From the reference frame of the individual who received the beneficial implant we can analyze the situation as follows.  Without loss of generality we can assume the ships are traveling at an appropriate speed so that for every second that pases in our reference frame only 1/2 a second passes on the other ship.  Thus in this reference frame the first experience of discomfort is delayed by 10 minutes and then only occurs every other second.  Now surely the world is no worse off because the discomfort occurs less frequently.  But ignoring the fact that the discomforting device fires less frequently this is exactly equivalent to implanting the desirable device 10 minutes before the undesirable one.  Thus, since implanting both in the same reference frame was neutral, it is actually favorable (better than not implanting them) to do so when the recipients are in fast moving reference frames moving in opposite directions.  Note the same result holds if we assume the device only creates discomfort or euphoria a single time with the minor assumption that if two worlds only differ in events before time t then what happens after time t is irrelevant to which one is preferable.

However, the same analysis done in the reference frame of the unpleasant implant gives the exact opposite conclusion.

Perhaps one might try and avoid the paradox by insisting that no experience truly occurs instantaneously.  However, this is easily seen to be futile.

Assume that each device inflicts pleasure or discomfort for duration epsilon << 1 second.  If you assume that the total badness of the uncomfortable experience is somehow mediated by changes in neurochemistry or other physical properties you are lead to the assumption that even described from the reference frame of the desirable implant the experience of 2*epsilon seconds of discomfort by the time dilated individual is really no worse than the experience of epsilon seconds of discomfort would be for someone with that implant in your reference frame.  In other words when time is dilated the experience of pain per unit time is diluted.  This leads to the exact same result as above.

On the other hand if we really do increase the weight we give to pain experienced by those undergoing time dilation an even simpler set of implants leads to paradox.  These implants start working immediately, one generating a pleasant experience for 5 minutes the other an unpleasant experience for 5 minutes again calibrated so that installing both is overall neutral.  Now by assumption from the reference frame of the beneficial implant things are overall worse (the longer duration of discomfort experienced by the other individual is overall worse than someone in the same reference frame getting the undesirable implant) and vice versa from the other reference frame.

The use of instantaneous experiences was merely a way to simplify the example but irrelevant to the underlying inequalities.  Those inequalities are a result of the implicit time discounting forced by the assumption that other things being equal it is better for improvements to occur now rather than later combined with the fact that realism about relativity renders facts about simultaneity incoherent.
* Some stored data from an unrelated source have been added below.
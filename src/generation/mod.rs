pub mod generator;
pub mod options;
pub mod palette;

pub use generator::Generator;
pub use options::GeneratorOptions;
Personally, I think the only decent way of avoiding this paradox is to deny realism about relativity.  Sure, it's a radical move.  However, it's also a radical move to say it's not true that it's better to cure cancer now than in 10 centuries even if the human race will continue to exist forever.  Indeed, even if you don't assume literally infinite duration of effects even an unbounded potential length of effect with probabilities that decrease sufficiently slowly is equally problematic.

## Responses

I've deliberately avoided phrasing this dilemma in terms of a formal paradox and listing the assumptions necessary to generate the paradox.  Partly this is laziness but it's also a desire to see how people are inclined to respond before I attempt to draw up formal conditions.  After all I ultimately want to capture common views in the assumptions and if I don't know what people's reactions are I can't pick the right assumptions.